Annie, I am praying comfort for you.
May your heart find healing in a place of brokenness. Praying that you find what you need as you give what is needed.
I’m a friend of Annie Downs. I pray you have an amazing experience in Haiti. Also praying for you in your difficult time.
Oh, Annie. I love you and am praying for your sweet heart. May God give you the strength He gave me through your words this past fall.
I don’t know really much about your life. I follow your blog and feel like you’re my friend because that’s the kind of blog you have. And I’m sorry for whatever has happened, but as a stranger who you’ve allowed in via this little webroom, can I humbly say that I am so confident that whatever is happening, you are a terribly strong woman, you are a force in the world. You bring your friends and your strangers a bit of light even in your darkest times through this blog/journal/sharespot. I am always surprised that even when you are down, you seem to still give through your writing, that in some way your sharing feels like a gift to us people who read here. Maybe it seems silly, but I’m confident that you are going to be ok, because I so much believe in the person I see writing here. For whatever it’s worth, I think Annie Parsons is hot shit and people better step because girl is still on the move in this place.
And I’ll say this again: I can’t wait to hear how you experience Haiti. Whatever you have time to share, I look forward to reading.
Thanks for keeping this blog up, Annie Parsons. It’s a bit of light.

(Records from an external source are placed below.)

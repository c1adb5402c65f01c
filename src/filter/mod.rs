pub mod engine;
pub mod params;
pub mod sort;

pub use engine::{apply_filters, filter_jobs};
pub use params::{
    apply_filter_params, encode_filter_params, has_filter_params, ViewState, FILTER_PARAM_KEYS,
};
pub use sort::sort_jobs;

use serde::{Deserialize, Serialize};

use crate::schema::{
    EmploymentType, ExperienceLevel, SortOrder, VisaPreference, WorkMode,
};

/// The complete set of user-chosen constraints plus the sort order. A plain
/// value: the engine never mutates it, and `Default` is the all-pass
/// baseline every predicate treats as "no constraint".
#[derive(Debug, Clone, Default, PartialEq, Serialize, Deserialize)]
pub struct FilterState {
    pub query: String,
    #[serde(default)]
    pub company: Option<String>,
    pub locations: Vec<String>,
    pub remote_modes: Vec<WorkMode>,
    pub remote_only: bool,
    #[serde(default)]
    pub timezone: Option<String>,
    pub visa: VisaPreference,
    pub employment_types: Vec<EmploymentType>,
    pub experience_levels: Vec<ExperienceLevel>,
    pub tech: Vec<String>,
    #[serde(default)]
    pub salary_min: Option<i64>,
    #[serde(default)]
    pub salary_max: Option<i64>,
    pub sort: SortOrder,
}

fn sorted<T: Ord + Clone>(values: &[T]) -> Vec<T> {
    let mut copy = values.to_vec();
    copy.sort();
    copy
}

impl FilterState {
    /// Canonical equality for round-trip verification: list fields compare
    /// as sets, scalars by exact value.
    pub fn set_eq(&self, other: &Self) -> bool {
        self.query == other.query
            && self.company == other.company
            && sorted(&self.locations) == sorted(&other.locations)
            && sorted(&self.remote_modes) == sorted(&other.remote_modes)
            && self.remote_only == other.remote_only
            && self.timezone == other.timezone
            && self.visa == other.visa
            && sorted(&self.employment_types) == sorted(&other.employment_types)
            && sorted(&self.experience_levels) == sorted(&other.experience_levels)
            && sorted(&self.tech) == sorted(&other.tech)
            && self.salary_min == other.salary_min
            && self.salary_max == other.salary_max
            && self.sort == other.sort
    }
}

What Brent said! That is one beautiful testament to what your blog means, what you mean, to so many of us. We believe in you, Annie Parsons, and our thoughts and prayers are with you even now as you journey to Haiti. Godspeed, grace, and peace to you, our friend!
I love you AP
Praying for you on this trip. Stay safe, and keep us posted. :) We’re all rooting for you.
It seems the best words have already been said in the comments above my own, but still, just know that there’s yet another gal who’s sending you warm, comforting thoughts. You’re an inspiration and definitely “a force in the world” (as Brent so nicely put it), and your ability to give of yourself as you do in your life and via this blog is the most sincere example of strength and faith.
Be safe! And may you find peace during your travels.